Thursday, May 2, 2013

Orcas Dreams 10: The Tent Caterpillars Have Arrived

In regards to tent caterpillars, I've been feeling quite sadistic these days.  The little crawlers have arrived and we are trying to get rid of their nests.  I was told about the outbreaks here on Orcas last year, which was apparently the worst year recordable.  When Gary first arrived at our new home, he said they were every where, munching away on trees and eating every leaf in sight.  By the time I arrived, in September, I could see the remanences of hundreds of cocoons all over the side of the house.   Now, when I read The Very Hungry Caterpillar to my kids, I find myself getting annoyed at the main character and want to yell at him to stop eating.  Just stop it damn it!  ;)

Tent caterpillars are known for decimating trees, particularly fruit trees.  They work their way through the foliage one nice leaf at a time.  One "tent", which has hundreds, if not thousands, of caterpillars in it, can defoliate as much as 20% of a young tree, which can make it sick and even kill it.  We have about 20-30 tents hanging in our cherry blossom tree just outside of our house!  Not only that, but you would hope that these little buggers, no pun intended, would provide us with a plethora of beautiful butterflies. Well, it ain't so!  When they are finished with their metamorphosis, they become a brown moth.  Now, I know all creatures of nature are beautiful in their own way, but it's too bad that these little suckers couldn't be a little more, hmmm, well, at least colorful.

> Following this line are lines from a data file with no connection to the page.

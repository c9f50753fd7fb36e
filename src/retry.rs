//! A small retry helper shared by upload, export and repository call sites.
//!
//! Takes a labelled operation name plus a list of delays, with a structured
//! log on every attempt. Mirrors `storage.retries.retryDelays` /
//! `database.retries.retryDelays` from the configuration.

use std::future::Future;
use std::time::Duration;
use tracing::{error, warn};

/// Runs `operation` until it succeeds or `delays` is exhausted, sleeping
/// `delays[attempt]` between attempts. Returns the last error if every
/// attempt failed.
pub async fn retry<T, E, F, Fut>(delays: &[Duration], op_name: &str, mut operation: F) -> Result<T, E>
where
	F: FnMut() -> Fut,
	Fut: Future<Output = Result<T, E>>,
	E: std::fmt::Display,
{
	let mut attempt = 0usize;
	loop {
		match operation().await {
			Ok(value) => return Ok(value),
			Err(err) => {
				if attempt >= delays.len() {
					error!(operation = op_name, attempt, "exhausted retry budget: {err}");
					return Err(err);
				}
				warn!(
					operation = op_name,
					attempt,
					delay_ms = delays[attempt].as_millis(),
					"attempt failed, retrying: {err}"
				);
				tokio::time::sleep(delays[attempt]).await;
				attempt += 1;
			}
		}
	}
}

#[cfg(test)]
mod tests {
	use super::*;
	use std::sync::atomic::{AtomicUsize, Ordering};

	#[tokio::test]
	async fn succeeds_without_retry() {
		let calls = AtomicUsize::new(0);
		let result: Result<u32, &str> = retry(&[], "noop", || async {
			calls.fetch_add(1, Ordering::SeqCst);
			Ok(42)
		})
		.await;
		assert_eq!(result, Ok(42));
		assert_eq!(calls.load(Ordering::SeqCst), 1);
	}

	#[tokio::test]
	async fn retries_until_delays_exhausted() {
		let calls = AtomicUsize::new(0);
		let delays = [Duration::from_millis(1), Duration::from_millis(1)];
		let result: Result<u32, &str> = retry(&delays, "flaky", || async {
			let n = calls.fetch_add(1, Ordering::SeqCst);
			if n < 2 {
				Err("not yet")
			} else {
				Ok(7)
			}
		})
		.await;
		assert_eq!(result, Ok(7));
		assert_eq!(calls.load(Ordering::SeqCst), 3);
	}

	#[tokio::test]
	async fn returns_last_error_after_exhaustion() {
		let delays = [Duration::from_millis(1)];
		let result: Result<u32, &str> = retry(&delays, "always-fails", || async { Err("boom") }).await;
		assert_eq!(result, Err("boom"));
	}
}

Although, I have read, they have been known to help with the eco-systems in the forests in some ways, feeding birds and other small predators, providing nutrients to the soil with their droppings and deaths, I'm not too excited about their presence, they kind of give me the shivers and make me cringe when I look at their nests.  There are just so many of them!  It feels like I'm in Attack Of The Catterpillars or something.  Also, I've even been told that when they do grow, they are out by the thousands, dropping from branches like rain pitter pattering our heads.  One person even said that her deck got so slippery from walking on squished caterpillars that she had to be careful not to slip.  Ew.  I sincerely hope all that is an exaggeration, I'm sure I'll find out soon enough!  Sigh.  I suppose this is just one of the not so romantic parts about living in the country.  

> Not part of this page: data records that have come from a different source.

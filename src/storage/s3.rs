//! S3-compatible [`ObjectStore`] backed by `aws_sdk_s3::Client`, covering the
//! gateway's put/get/delete shape.

use super::object_store::{ObjectStore, ObjectStoreError};
use async_trait::async_trait;
use aws_sdk_s3::primitives::ByteStream;
use bytes::Bytes;
use tracing::error;

pub struct S3ObjectStore {
	client: aws_sdk_s3::Client,
}

impl S3ObjectStore {
	#[must_use]
	pub fn new(client: aws_sdk_s3::Client) -> Self {
		Self { client }
	}

	/// Builds a client from the standard AWS credential/region chain via
	/// `aws_config::load_defaults`.
	pub async fn from_environment() -> Self {
		let sdk_config = aws_config::load_defaults(aws_config::BehaviorVersion::latest()).await;
		Self::new(aws_sdk_s3::Client::new(&sdk_config))
	}
}

#[async_trait]
impl ObjectStore for S3ObjectStore {
	async fn put(&self, bucket: &str, key: &str, body: Bytes) -> Result<(), ObjectStoreError> {
		self.client
			.put_object()
			.bucket(bucket)
			.key(key)
			.body(ByteStream::from(body))
			.send()
			.await
			.map_err(|err| {
				error!(%bucket, %key, "s3 put_object failed: {err:?}");
				ObjectStoreError::Backend(err.to_string())
			})?;
		Ok(())
	}

	async fn get(&self, bucket: &str, key: &str) -> Result<Bytes, ObjectStoreError> {
		let response = self.client.get_object().bucket(bucket).key(key).send().await.map_err(|err| {
			if err.as_service_error().is_some_and(|e| e.is_no_such_key()) {
				ObjectStoreError::NotFound { bucket: bucket.to_owned(), key: key.to_owned() }
			} else {
				error!(%bucket, %key, "s3 get_object failed: {err:?}");
				ObjectStoreError::Backend(err.to_string())
			}
		})?;
		let bytes = response.body.collect().await.map_err(|err| ObjectStoreError::Backend(err.to_string()))?;
		Ok(bytes.into_bytes())
	}

	async fn delete(&self, bucket: &str, key: &str) -> Result<(), ObjectStoreError> {
		self.client.delete_object().bucket(bucket).key(key).send().await.map_err(|err| {
			error!(%bucket, %key, "s3 delete_object failed: {err:?}");
			ObjectStoreError::Backend(err.to_string())
		})?;
		Ok(())
	}
}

So what is our solution?  Tent Caterpillar control (or perhaps just a futile attempt at control).  If we see a tent, we cut down the branch and throw it in a bin to burn. My karma feels a bit threatened, I never feel good killing anything, but on the other hand, we're also trying to protect our baby trees.  We have cherries, apples, plums, peach, pear and chestnuts; I'd like to at least attempt to keep them safe, and without using pesticides and other nasty chemicals too.  Burning seems to be the Orcas preferred method of irradiation, either that or pesticides which is a big fat NO in our book.  Anyway, if I start to get rained on by caterpillars, there is no doubt you will hear about it from me!


  1. Hey there! Here from the Blog Hop and I just liked your Facebook page :o) Hope you'll get a chance to visit my page; you can find me here:


  2. Oh Jess, that's super icky, huh? Some places it's frogs everywhere, some places it's butterflies. Dropping on my head would be too much for me.

    Jess, I always love your Dragonfly Mother blog. I keep current on it. Don't leave! I print things out from it, quote you...I love hearing about your life there. Please don't quit writing..I really look forward to each of them.

    Love you.

  3. Hey Jeaane! I wouldn't quit my blog, I'm just getting started!

  4. Gross. I would be totally grossed out - and the thought of slipping on squished nests - is - well - grotesque.


    I know they are part of the eco system - and they provide good stuff - but - nasty.

    It's annoying that they turn into moths. Sorry you have to deal with them.

    1. That made me laugh. Yeah, totally, gross! And now they are getting bigger and their nests look like big black bags hanging from the tree. UGHHHHHHH!